- What is needed:
Filter the material below down to the lines containing the word "zero".

- Extracted data:
════════
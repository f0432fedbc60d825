//! # Utility Functions
//!
//! Formatters for human-readable console output and validators for
//! configuration parameters.
//!
//! ```rust
//! use ws_loadgen::utils::*;
//! use std::time::Duration;
//!
//! let duration_str = format_duration(Duration::from_micros(1500));
//! assert_eq!(duration_str, "1.50ms");
//!
//! let rate_str = format_rate(1048576.0);
//! assert_eq!(rate_str, "1.00 MB/s");
//!
//! # fn main() -> anyhow::Result<()> {
//! validate_payload_size(1024)?;
//! # Ok(())
//! # }
//! ```

use anyhow::Result;
use std::net::SocketAddr;
use std::time::Duration;

/// Format nanoseconds in a human-readable way
///
/// ```rust
/// # use ws_loadgen::utils::format_duration_ns;
/// assert_eq!(format_duration_ns(500), "500ns");
/// assert_eq!(format_duration_ns(1500), "1.50μs");
/// assert_eq!(format_duration_ns(1500000), "1.50ms");
/// ```
pub fn format_duration_ns(ns: u64) -> String {
    format_duration(Duration::from_nanos(ns))
}

/// Format a duration in a human-readable way
///
/// The unit is picked by magnitude: ns, μs, ms and s carry two decimals,
/// anything from a minute up uses a compound `1h 2m 3s` form.
///
/// ```rust
/// # use ws_loadgen::utils::format_duration;
/// # use std::time::Duration;
/// assert_eq!(format_duration(Duration::from_nanos(750)), "750ns");
/// assert_eq!(format_duration(Duration::from_nanos(1250)), "1.25μs");
/// assert_eq!(format_duration(Duration::from_micros(2500)), "2.50ms");
/// assert_eq!(format_duration(Duration::from_secs(90)), "1m 30s");
/// ```
pub fn format_duration(duration: Duration) -> String {
    let total_ns = duration.as_nanos();

    if total_ns < 1_000 {
        format!("{}ns", total_ns)
    } else if total_ns < 1_000_000 {
        format!("{:.2}μs", total_ns as f64 / 1_000.0)
    } else if total_ns < 1_000_000_000 {
        format!("{:.2}ms", total_ns as f64 / 1_000_000.0)
    } else if total_ns < 60_000_000_000 {
        format!("{:.2}s", total_ns as f64 / 1_000_000_000.0)
    } else {
        let seconds = duration.as_secs();
        let minutes = seconds / 60;
        let remaining_seconds = seconds % 60;

        if minutes < 60 {
            format!("{}m {}s", minutes, remaining_seconds)
        } else {
            let hours = minutes / 60;
            let remaining_minutes = minutes % 60;
            format!("{}h {}m {}s", hours, remaining_minutes, remaining_seconds)
        }
    }
}

/// Format bytes with binary (1024-based) units
///
/// ```rust
/// # use ws_loadgen::utils::format_bytes;
/// assert_eq!(format_bytes(512), "512 B");
/// assert_eq!(format_bytes(1536), "1.50 KB");
/// assert_eq!(format_bytes(2621440), "2.50 MB");
/// ```
pub fn format_bytes(bytes: u64) -> String {
    format_bytes_f64(bytes as f64)
}

pub fn format_bytes_f64(bytes: f64) -> String {
    if bytes < 1024.0 {
        format!("{:.0} B", bytes)
    } else if bytes < 1024.0 * 1024.0 {
        format!("{:.2} KB", bytes / 1024.0)
    } else if bytes < 1024.0 * 1024.0 * 1024.0 {
        format!("{:.2} MB", bytes / (1024.0 * 1024.0))
    } else {
        format!("{:.2} GB", bytes / (1024.0 * 1024.0 * 1024.0))
    }
}

/// Format a byte rate with a "/s" suffix
pub fn format_rate(bytes_per_second: f64) -> String {
    format!("{}/s", format_bytes_f64(bytes_per_second))
}

/// Format a message rate with decimal scaling
///
/// ```rust
/// # use ws_loadgen::utils::format_message_rate;
/// assert_eq!(format_message_rate(750.0), "750 msg/s");
/// assert_eq!(format_message_rate(15500.0), "15.50K msg/s");
/// assert_eq!(format_message_rate(2300000.0), "2.30M msg/s");
/// ```
pub fn format_message_rate(messages_per_second: f64) -> String {
    if messages_per_second < 1000.0 {
        format!("{:.0} msg/s", messages_per_second)
    } else if messages_per_second < 1_000_000.0 {
        format!("{:.2}K msg/s", messages_per_second / 1000.0)
    } else {
        format!("{:.2}M msg/s", messages_per_second / 1_000_000.0)
    }
}

/// Validate that a payload size is between 1 byte and 16 MB
pub fn validate_payload_size(payload: usize) -> Result<()> {
    if payload == 0 {
        anyhow::bail!("Payload size cannot be zero");
    }
    if payload > 16 * 1024 * 1024 {
        anyhow::bail!("Payload size {} is too large (maximum 16MB)", payload);
    }
    Ok(())
}

/// Validate a worker count
pub fn validate_concurrency(concurrency: usize) -> Result<()> {
    if concurrency == 0 {
        anyhow::bail!("Concurrency cannot be zero");
    }
    Ok(())
}

/// Every percentile must lie in (0, 100]
pub fn validate_percentiles(percentiles: &[f64]) -> Result<()> {
    if percentiles.is_empty() {
        anyhow::bail!("At least one percentile is required");
    }
    if let Some(p) = percentiles.iter().find(|p| !(**p > 0.0 && **p <= 100.0)) {
        anyhow::bail!("Percentile {} is out of range (0, 100]", p);
    }
    Ok(())
}

/// Each target must be `ip:port` or `name:port`
pub fn validate_hosts(hosts: &[String]) -> Result<()> {
    if hosts.is_empty() {
        anyhow::bail!("At least one host is required");
    }
    for host in hosts {
        if host.parse::<SocketAddr>().is_ok() {
            continue;
        }
        let valid = host
            .rsplit_once(':')
            .map(|(name, port)| !name.is_empty() && port.parse::<u16>().is_ok())
            .unwrap_or(false);
        if !valid {
            anyhow::bail!("Host '{}' is not a valid host:port address", host);
        }
    }
    Ok(())
}

/// Number of logical CPU cores available to this process
pub fn get_cpu_cores() -> usize {
    num_cpus::get()
}

/// Print one table row with padded columns
pub fn print_table_row(columns: &[&str], widths: &[usize]) {
    print!("|");
    for (i, column) in columns.iter().enumerate() {
        let width = widths.get(i).copied().unwrap_or(10);
        print!(" {:width$} |", column, width = width);
    }
    println!();
}

/// Print a `+----+` separator matching `widths`
pub fn print_table_separator(widths: &[usize]) {
    print!("+");
    for &width in widths {
        print!("{}", "-".repeat(width + 2));
        print!("+");
    }
    println!();
}

#[cfg(test)]
mod tests {
    use super::*;

    #[test]
    fn test_format_duration() {
        assert_eq!(format_duration(Duration::from_nanos(500)), "500ns");
        assert_eq!(format_duration(Duration::from_micros(1500)), "1.50ms");
        assert_eq!(format_duration(Duration::from_secs(2)), "2.00s");
        assert_eq!(format_duration(Duration::from_secs(3725)), "1h 2m 5s");
    }

    #[test]
    fn test_format_bytes() {
        assert_eq!(format_bytes(0), "0 B");
        assert_eq!(format_bytes(1024), "1.00 KB");
        assert_eq!(format_bytes(3 * 1024 * 1024 * 1024), "3.00 GB");
        assert_eq!(format_rate(1536.0), "1.50 KB/s");
    }

    #[test]
    fn test_validate_payload_size() {
        assert!(validate_payload_size(1).is_ok());
        assert!(validate_payload_size(16 * 1024 * 1024).is_ok());
        assert!(validate_payload_size(0).is_err());
        assert!(validate_payload_size(16 * 1024 * 1024 + 1).is_err());
    }

    #[test]
    fn test_validate_percentiles() {
        assert!(validate_percentiles(&[50.0, 99.9, 100.0]).is_ok());
        assert!(validate_percentiles(&[]).is_err());
        assert!(validate_percentiles(&[0.0]).is_err());
        assert!(validate_percentiles(&[100.1]).is_err());
        assert!(validate_percentiles(&[f64::NAN]).is_err());
    }

    #[test]
    fn test_validate_hosts() {
        assert!(validate_hosts(&["127.0.0.1:28001".to_string()]).is_ok());
        assert!(validate_hosts(&[]).is_err());
        assert!(validate_hosts(&["localhost:8080".to_string()]).is_ok());
        assert!(validate_hosts(&["localhost".to_string()]).is_err());
        assert!(validate_hosts(&[":8080".to_string()]).is_err());
    }

    #[test]
    fn test_validate_concurrency() {
        assert!(validate_concurrency(50_000).is_ok());
        assert!(validate_concurrency(0).is_err());
    }
}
════════
- Solution to the problem:
        anyhow::bail!("Payload size cannot be zero");
        anyhow::bail!("Concurrency cannot be zero");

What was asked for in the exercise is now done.